The Liberty To Laugh At Ourselves


As you may have heard, recently the long-time sports television broadcaster Al Michaels said while doing the play by play in the third quarter of a football game between the New York Giants and Denver Broncos that the Giants were coming off a worse week than Harvey Weinstein, which was an obvious reference to the disgraced movie mogul.  But the response on social media was so immediate and harsh that Michaels was forced to apologize by the fourth quarter.  Of course, everyone certainly agrees that a comparison between the allegations against Weinstein, which are serious, and a football game is quite different.  And, of course, there are some things that can never be funny, like death camps, slavery or the recent Las Vegas massacre.  But come on, we simply must not as a country lose our sense of humor.  All of this sensitivity is simply driving us further apart from each other, and most often unnecessarily so.  Furthermore, all psychiatrists will tell us that it is mentally helpful for human beings to laugh at themselves, and that must be true for countries as well.

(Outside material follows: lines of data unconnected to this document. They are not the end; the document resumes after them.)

#[cfg(test)]
mod tests {
    use std::sync::Arc;

    use airlock_game::{GameConfig, RoundState};
    use airlock_protocol::{Arguments, Packet, Recipient};
    use airlock_session::{SessionConfig, Stage};
    use airlock_world::GameMap;
    use serde_json::{json, Value};
    use tokio::sync::mpsc;

    use super::*;

    fn game() -> Game {
        let map = Arc::new(GameMap::skeld().unwrap());
        Game::with_seed(map, SessionConfig::default(), GameConfig::default(), 17).unwrap()
    }

    fn inbound(kind: PacketType, arguments: Value) -> Inbound {
        let arguments: Arguments = match arguments {
            Value::Object(map) => map,
            _ => Arguments::new(),
        };
        Inbound::new(kind, arguments)
    }

    fn connect(game: &mut Game) -> ClientId {
        let (tx, _rx) = mpsc::unbounded_channel();
        game.connect(tx).unwrap()
    }

    fn reply_of(out: &Outbox) -> &Packet {
        let (recipient, packet) = out.iter().next().unwrap();
        assert!(matches!(recipient, Recipient::Client(_)));
        packet
    }

    fn named(game: &mut Game, name: &str) -> ClientId {
        let id = connect(game);
        let out = dispatch(game, id, &inbound(PacketType::Name, json!({ "name": name })));
        assert_eq!(reply_of(&out).status, Status::Ok);
        id
    }

    #[test]
    fn test_handler_table_covers_inbound_types_only() {
        for kind in PacketType::ALL {
            let inbound_type = matches!(
                kind,
                PacketType::Name
                    | PacketType::Clients
                    | PacketType::Command
                    | PacketType::Chat
                    | PacketType::Location
                    | PacketType::RoomInfo
                    | PacketType::Task
                    | PacketType::Kill
                    | PacketType::Report
                    | PacketType::Meeting
                    | PacketType::Vote
                    | PacketType::Vent
            );
            assert_eq!(handler_for(kind).is_some(), inbound_type, "{kind:?}");
        }
    }

    #[test]
    fn test_dispatch_drops_everything_but_name_while_naming() {
        let mut game = game();
        let id = connect(&mut game);

        let out = dispatch(&mut game, id, &inbound(PacketType::Chat, json!({ "content": "hi" })));

        assert!(out.is_empty());
    }

    #[test]
    fn test_dispatch_drops_push_only_types() {
        let mut game = game();
        let id = named(&mut game, "Ann");
        let out = dispatch(&mut game, id, &inbound(PacketType::Presence, json!({})));
        assert!(out.is_empty());
    }

    #[test]
    fn test_dispatch_reply_comes_first_with_request_type() {
        let mut game = game();
        let id = connect(&mut game);

        let out = dispatch(&mut game, id, &inbound(PacketType::Name, json!({ "name": "Ann" })));

        let kinds: Vec<_> = out.iter().map(|(_, p)| p.kind).collect();
        assert_eq!(
            kinds,
            vec![
                PacketType::Name,
                PacketType::ClientInfo,
                PacketType::TaskCatalog,
                PacketType::LocationGraph
            ]
        );
        assert_eq!(game.registry().find(id).unwrap().stage, Stage::Lobby);
    }

    #[test]
    fn test_set_name_with_non_string_is_invalid() {
        let mut game = game();
        let id = connect(&mut game);
        let out = dispatch(&mut game, id, &inbound(PacketType::Name, json!({ "name": 42 })));
        assert_eq!(reply_of(&out).status, Status::Invalid);
    }

    #[test]
    fn test_set_name_when_named_is_again() {
        let mut game = game();
        let id = named(&mut game, "Ann");
        let out = dispatch(&mut game, id, &inbound(PacketType::Name, json!({ "name": "Bob" })));
        assert_eq!(reply_of(&out).status, Status::Again);
    }

    #[test]
    fn test_unknown_command_is_invalid() {
        let mut game = game();
        let id = named(&mut game, "Ann");
        let out = dispatch(&mut game, id, &inbound(PacketType::Command, json!({ "name": "self_destruct" })));
        assert_eq!(reply_of(&out).status, Status::Invalid);
    }

    #[test]
    fn test_start_game_command_starts_round() {
        let mut game = game();
        let ann = named(&mut game, "Ann");
        let _bob = named(&mut game, "Bob");

        let out = dispatch(&mut game, ann, &inbound(PacketType::Command, json!({ "name": "start_game" })));

        assert_eq!(reply_of(&out).status, Status::Ok);
        assert_eq!(reply_of(&out).kind, PacketType::Command);
        assert!(game.state().is_running());
    }

    #[test]
    fn test_end_game_without_round_is_again() {
        let mut game = game();
        let ann = named(&mut game, "Ann");
        let out = dispatch(&mut game, ann, &inbound(PacketType::Command, json!({ "name": "end_game" })));
        assert_eq!(reply_of(&out).status, Status::Again);
    }

    #[test]
    fn test_location_in_lobby_is_not_in_game() {
        let mut game = game();
        let ann = named(&mut game, "Ann");
        let out = dispatch(&mut game, ann, &inbound(PacketType::Location, json!({ "room": 5 })));
        assert_eq!(reply_of(&out).status, Status::NotInGame);
    }

    #[test]
    fn test_location_by_name_moves_and_pushes_room_info() {
        let mut game = game();
        let ann = named(&mut game, "Ann");
        let _bob = named(&mut game, "Bob");
        dispatch(&mut game, ann, &inbound(PacketType::Command, json!({ "name": "start_game" })));

        let out = dispatch(&mut game, ann, &inbound(PacketType::Location, json!({ "room": "medbay" })));

        assert_eq!(reply_of(&out).status, Status::Ok);
        let info = out
            .iter()
            .find(|(r, p)| *r == Recipient::Client(ann) && p.kind == PacketType::RoomInfo)
            .map(|(_, p)| p)
            .unwrap();
        assert_eq!(info.arguments.as_ref().unwrap()["name"], "MedBay");
    }

    #[test]
    fn test_location_unknown_room_is_invalid() {
        let mut game = game();
        let ann = named(&mut game, "Ann");
        let _bob = named(&mut game, "Bob");
        dispatch(&mut game, ann, &inbound(PacketType::Command, json!({ "name": "start_game" })));

        for room in [json!(99), json!("Bridge"), json!(null)] {
            let out = dispatch(&mut game, ann, &inbound(PacketType::Location, json!({ "room": room })));
            assert_eq!(reply_of(&out).status, Status::Invalid);
        }
    }

    #[test]
    fn test_task_reply_echoes_task_id() {
        let mut game = game();
        let ann = named(&mut game, "Ann");
        let bob = named(&mut game, "Bob");
        dispatch(&mut game, ann, &inbound(PacketType::Command, json!({ "name": "start_game" })));
        let crew = if game.impostor() == Some(ann) { bob } else { ann };

        let out = dispatch(&mut game, crew, &inbound(PacketType::Task, json!({ "task": 25 })));

        let reply = reply_of(&out);
        assert_eq!(reply.arguments, Some(json!({ "task": 25 })));
    }

    #[test]
    fn test_task_by_impostor_is_wrong_role() {
        let mut game = game();
        let ann = named(&mut game, "Ann");
        let _bob = named(&mut game, "Bob");
        dispatch(&mut game, ann, &inbound(PacketType::Command, json!({ "name": "start_game" })));
        let impostor = game.impostor().unwrap();

        let out = dispatch(&mut game, impostor, &inbound(PacketType::Task, json!({ "task": 0 })));

        assert_eq!(reply_of(&out).status, Status::WrongRole);
    }

    #[test]
    fn test_kill_by_crewmate_is_wrong_role() {
        let mut game = game();
        let ann = named(&mut game, "Ann");
        let bob = named(&mut game, "Bob");
        dispatch(&mut game, ann, &inbound(PacketType::Command, json!({ "name": "start_game" })));
        let (crew, impostor) = if game.impostor() == Some(ann) { (bob, ann) } else { (ann, bob) };

        let out = dispatch(&mut game, crew, &inbound(PacketType::Kill, json!({ "target": impostor.0 })));

        assert_eq!(reply_of(&out).status, Status::WrongRole);
    }

    #[test]
    fn test_kill_success_replies_with_target() {
        let mut game = game();
        let ann = named(&mut game, "Ann");
        let bob = named(&mut game, "Bob");
        let _cid = named(&mut game, "Cid");
        dispatch(&mut game, ann, &inbound(PacketType::Command, json!({ "name": "start_game" })));
        let impostor = game.impostor().unwrap();
        let victim = if impostor == bob { ann } else { bob };

        let out = dispatch(&mut game, impostor, &inbound(PacketType::Kill, json!({ "target": victim.0 })));

        assert_eq!(reply_of(&out).arguments, Some(json!({ "target": victim.0 })));
        assert!(!game.registry().find(victim).unwrap().alive);
    }

    fn started(game: &mut Game, names: &[&str]) -> Vec<ClientId> {
        let ids: Vec<_> = names.iter().map(|n| named(game, n)).collect();
        dispatch(game, ids[0], &inbound(PacketType::Command, json!({ "name": "start_game" })));
        assert!(game.state().is_running());
        ids
    }

    #[test]
    fn test_meeting_then_votes_eject_over_dispatch() {
        let mut game = game();
        let ids = started(&mut game, &["Ann", "Bob", "Cid"]);
        let impostor = game.impostor().unwrap();
        let crew: Vec<_> = ids.iter().copied().filter(|id| *id != impostor).collect();

        let out = dispatch(&mut game, crew[0], &inbound(PacketType::Meeting, json!({})));
        assert_eq!(reply_of(&out).kind, PacketType::Meeting);
        assert_eq!(reply_of(&out).status, Status::Ok);
        assert!(out.iter().any(|(_, p)| p.kind == PacketType::Discussion));

        for voter in &crew {
            let out = dispatch(&mut game, *voter, &inbound(PacketType::Vote, json!({ "target": impostor.0 })));
            assert_eq!(reply_of(&out).status, Status::Ok);
        }
        let out = dispatch(&mut game, impostor, &inbound(PacketType::Vote, json!({ "target": null })));
        assert_eq!(reply_of(&out).status, Status::Ok);

        assert_eq!(game.state(), RoundState::Lobby);
    }

    #[test]
    fn test_vote_with_bad_target_shape_is_invalid() {
        let mut game = game();
        let ids = started(&mut game, &["Ann", "Bob", "Cid"]);
        let crew = ids.iter().copied().find(|id| Some(*id) != game.impostor()).unwrap();
        dispatch(&mut game, crew, &inbound(PacketType::Meeting, json!({})));

        let out = dispatch(&mut game, crew, &inbound(PacketType::Vote, json!({ "target": "Bob" })));

        assert_eq!(reply_of(&out).status, Status::Invalid);
    }

    #[test]
    fn test_report_without_body_is_wrong_location() {
        let mut game = game();
        let ids = started(&mut game, &["Ann", "Bob"]);
        let out = dispatch(&mut game, ids[0], &inbound(PacketType::Report, json!({})));
        assert_eq!(reply_of(&out).kind, PacketType::Report);
        assert_eq!(reply_of(&out).status, Status::WrongLocation);
    }

    #[test]
    fn test_vent_by_name_pushes_room_info() {
        let mut game = game();
        started(&mut game, &["Ann", "Bob"]);
        let impostor = game.impostor().unwrap();

        let out = dispatch(&mut game, impostor, &inbound(PacketType::Vent, json!({ "room": "admin" })));

        assert_eq!(reply_of(&out).status, Status::Ok);
        let info = out
            .iter()
            .find(|(r, p)| *r == Recipient::Client(impostor) && p.kind == PacketType::RoomInfo)
            .map(|(_, p)| p)
            .unwrap();
        assert_eq!(info.arguments.as_ref().unwrap()["name"], "Admin");
    }

    #[test]
    fn test_vent_by_crewmate_is_wrong_role() {
        let mut game = game();
        let ids = started(&mut game, &["Ann", "Bob"]);
        let crew = ids.iter().copied().find(|id| Some(*id) != game.impostor()).unwrap();

        let out = dispatch(&mut game, crew, &inbound(PacketType::Vent, json!({ "room": "Admin" })));

        assert_eq!(reply_of(&out).status, Status::WrongRole);
    }
}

So what is the better approach?  Since criticisms regarding alleged racism, undue police violence, attacks on women and other grievances in many regards are understandably and appropriately closely held, the best response is for the involved government officials to hold community forums where there can be open and honest discussions with all members of the community about these issues.  But causing virtually everyone in public appearances to be so careful in choosing their words that they are afraid to say anything for fear of offending their audience simply must stop.  For my part, my friends know that I never tease about things that I take seriously.  (In fact, to tease somebody is almost a universal sign of intimacy and friendship.)  So if I make a joke about someone, or something, they know I am not serious.  And most other people like, I expect, Al Michaels, are the same way.  So let’s all try to keep some perspective and regain our humor.  But at the same time we should encourage formal and informal community gatherings at which good people can honestly discuss and address their feelings, and thereby together find resolutions for these problems.  That would be called Liberty in action.